In the listing below, the line containing "document id. With" marks the end; copy exactly every line from the first through that one.

Segment Open

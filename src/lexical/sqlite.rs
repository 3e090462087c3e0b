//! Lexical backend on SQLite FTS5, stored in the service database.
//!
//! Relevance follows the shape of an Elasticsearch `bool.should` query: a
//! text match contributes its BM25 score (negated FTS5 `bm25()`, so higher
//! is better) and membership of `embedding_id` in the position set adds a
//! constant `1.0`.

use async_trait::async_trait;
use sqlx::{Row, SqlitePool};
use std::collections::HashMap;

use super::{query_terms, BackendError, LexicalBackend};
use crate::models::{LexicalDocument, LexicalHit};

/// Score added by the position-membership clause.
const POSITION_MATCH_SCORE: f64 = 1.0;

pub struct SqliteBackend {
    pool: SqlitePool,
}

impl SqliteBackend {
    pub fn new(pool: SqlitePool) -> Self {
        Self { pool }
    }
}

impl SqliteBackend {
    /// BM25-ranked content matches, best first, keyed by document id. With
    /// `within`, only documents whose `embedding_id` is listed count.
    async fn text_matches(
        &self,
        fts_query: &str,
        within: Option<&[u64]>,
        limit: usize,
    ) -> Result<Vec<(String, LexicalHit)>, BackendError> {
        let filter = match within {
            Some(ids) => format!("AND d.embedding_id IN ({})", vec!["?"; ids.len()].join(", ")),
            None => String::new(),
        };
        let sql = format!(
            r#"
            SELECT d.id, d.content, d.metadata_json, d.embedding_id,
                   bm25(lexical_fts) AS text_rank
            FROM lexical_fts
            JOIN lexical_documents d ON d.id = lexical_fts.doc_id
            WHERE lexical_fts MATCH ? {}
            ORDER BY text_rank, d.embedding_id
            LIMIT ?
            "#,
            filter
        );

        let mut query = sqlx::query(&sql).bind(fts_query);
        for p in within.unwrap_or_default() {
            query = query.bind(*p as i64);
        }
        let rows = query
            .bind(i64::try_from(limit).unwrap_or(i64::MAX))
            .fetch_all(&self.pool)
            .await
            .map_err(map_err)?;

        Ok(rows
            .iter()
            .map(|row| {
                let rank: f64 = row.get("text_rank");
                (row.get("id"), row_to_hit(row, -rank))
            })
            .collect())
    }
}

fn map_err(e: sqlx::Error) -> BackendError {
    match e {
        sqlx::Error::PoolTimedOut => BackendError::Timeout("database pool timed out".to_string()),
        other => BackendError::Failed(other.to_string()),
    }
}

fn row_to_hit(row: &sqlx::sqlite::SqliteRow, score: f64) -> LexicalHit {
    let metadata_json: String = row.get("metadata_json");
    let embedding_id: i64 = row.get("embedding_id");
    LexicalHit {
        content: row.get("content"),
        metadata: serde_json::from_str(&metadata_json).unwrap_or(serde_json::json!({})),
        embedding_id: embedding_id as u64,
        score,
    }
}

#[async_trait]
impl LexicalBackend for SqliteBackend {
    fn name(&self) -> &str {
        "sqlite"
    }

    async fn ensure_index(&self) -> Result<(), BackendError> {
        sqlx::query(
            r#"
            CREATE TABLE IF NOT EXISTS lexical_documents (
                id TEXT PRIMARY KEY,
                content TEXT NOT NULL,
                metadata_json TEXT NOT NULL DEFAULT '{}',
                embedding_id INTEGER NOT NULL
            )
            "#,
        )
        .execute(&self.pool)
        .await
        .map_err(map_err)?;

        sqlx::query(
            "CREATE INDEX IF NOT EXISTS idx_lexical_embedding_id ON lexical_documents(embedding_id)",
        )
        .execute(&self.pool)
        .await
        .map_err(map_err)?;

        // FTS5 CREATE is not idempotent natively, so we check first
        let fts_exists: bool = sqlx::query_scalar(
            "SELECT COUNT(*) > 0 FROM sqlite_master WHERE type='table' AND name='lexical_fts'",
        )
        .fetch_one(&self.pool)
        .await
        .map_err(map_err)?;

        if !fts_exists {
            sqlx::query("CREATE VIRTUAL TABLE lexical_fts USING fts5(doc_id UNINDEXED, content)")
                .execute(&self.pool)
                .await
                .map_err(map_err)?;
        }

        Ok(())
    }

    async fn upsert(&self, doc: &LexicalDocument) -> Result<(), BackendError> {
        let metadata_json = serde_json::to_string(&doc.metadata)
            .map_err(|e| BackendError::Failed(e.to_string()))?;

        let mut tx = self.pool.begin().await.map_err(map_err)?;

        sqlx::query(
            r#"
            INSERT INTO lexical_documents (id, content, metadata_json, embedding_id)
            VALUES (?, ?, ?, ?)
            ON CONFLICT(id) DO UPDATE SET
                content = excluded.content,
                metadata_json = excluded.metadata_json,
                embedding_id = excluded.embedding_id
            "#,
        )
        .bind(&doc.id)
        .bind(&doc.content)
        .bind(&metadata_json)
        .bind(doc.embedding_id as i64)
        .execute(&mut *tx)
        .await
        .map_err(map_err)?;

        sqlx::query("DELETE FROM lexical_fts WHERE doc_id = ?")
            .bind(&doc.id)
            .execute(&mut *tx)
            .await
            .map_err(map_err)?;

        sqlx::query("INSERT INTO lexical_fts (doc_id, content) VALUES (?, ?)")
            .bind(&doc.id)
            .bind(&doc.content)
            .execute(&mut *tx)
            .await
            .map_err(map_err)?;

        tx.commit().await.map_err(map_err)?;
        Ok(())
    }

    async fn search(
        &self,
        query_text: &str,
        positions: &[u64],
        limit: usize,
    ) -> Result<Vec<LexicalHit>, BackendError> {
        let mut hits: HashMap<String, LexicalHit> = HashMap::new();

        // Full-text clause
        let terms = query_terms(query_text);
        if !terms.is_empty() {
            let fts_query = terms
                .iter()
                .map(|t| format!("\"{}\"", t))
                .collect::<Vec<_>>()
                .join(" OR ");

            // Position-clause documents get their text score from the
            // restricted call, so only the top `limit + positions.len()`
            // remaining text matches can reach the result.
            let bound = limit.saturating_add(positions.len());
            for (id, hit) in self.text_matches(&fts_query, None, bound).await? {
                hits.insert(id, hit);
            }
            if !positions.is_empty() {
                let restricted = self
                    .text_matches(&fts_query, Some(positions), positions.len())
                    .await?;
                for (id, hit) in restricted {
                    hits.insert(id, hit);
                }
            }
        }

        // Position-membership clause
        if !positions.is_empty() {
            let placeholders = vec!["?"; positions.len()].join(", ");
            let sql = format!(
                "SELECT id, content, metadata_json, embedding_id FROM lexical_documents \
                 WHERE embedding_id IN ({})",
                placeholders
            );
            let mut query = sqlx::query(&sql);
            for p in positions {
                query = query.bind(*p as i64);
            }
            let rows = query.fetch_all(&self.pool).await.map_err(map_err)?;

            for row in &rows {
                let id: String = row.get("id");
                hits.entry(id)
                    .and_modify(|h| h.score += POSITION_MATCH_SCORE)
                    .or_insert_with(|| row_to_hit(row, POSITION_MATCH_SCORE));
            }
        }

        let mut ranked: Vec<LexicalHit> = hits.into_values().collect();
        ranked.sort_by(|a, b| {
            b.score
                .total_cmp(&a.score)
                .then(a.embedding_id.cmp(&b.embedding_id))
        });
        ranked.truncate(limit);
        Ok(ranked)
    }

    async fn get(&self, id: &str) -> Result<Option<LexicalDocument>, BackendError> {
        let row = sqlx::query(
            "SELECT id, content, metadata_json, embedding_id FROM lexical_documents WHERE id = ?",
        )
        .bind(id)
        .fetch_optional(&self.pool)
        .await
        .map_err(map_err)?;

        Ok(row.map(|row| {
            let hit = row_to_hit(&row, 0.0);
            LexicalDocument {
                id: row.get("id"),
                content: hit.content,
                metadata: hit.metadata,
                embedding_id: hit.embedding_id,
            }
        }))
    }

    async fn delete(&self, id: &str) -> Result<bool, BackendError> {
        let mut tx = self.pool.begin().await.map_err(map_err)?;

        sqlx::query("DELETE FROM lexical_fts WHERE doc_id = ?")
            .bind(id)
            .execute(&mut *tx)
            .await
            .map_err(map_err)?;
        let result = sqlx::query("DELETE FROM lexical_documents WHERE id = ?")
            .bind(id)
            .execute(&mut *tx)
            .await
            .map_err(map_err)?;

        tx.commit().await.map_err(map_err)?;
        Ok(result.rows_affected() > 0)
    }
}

Segment Closed

**Solution to the problem**
filename src/lexical/sqlite.rs
repository 3e090462087c3e0b
//! Lexical backend on SQLite FTS5, stored in the service database.
//!
//! Relevance follows the shape of an Elasticsearch `bool.should` query: a
//! text match contributes its BM25 score (negated FTS5 `bm25()`, so higher
//! is better) and membership of `embedding_id` in the position set adds a
//! constant `1.0`.

use async_trait::async_trait;
use sqlx::{Row, SqlitePool};
use std::collections::HashMap;

use super::{query_terms, BackendError, LexicalBackend};
use crate::models::{LexicalDocument, LexicalHit};

/// Score added by the position-membership clause.
const POSITION_MATCH_SCORE: f64 = 1.0;

pub struct SqliteBackend {
    pool: SqlitePool,
}

impl SqliteBackend {
    pub fn new(pool: SqlitePool) -> Self {
        Self { pool }
    }
}

impl SqliteBackend {
    /// BM25-ranked content matches, best first, keyed by document id. With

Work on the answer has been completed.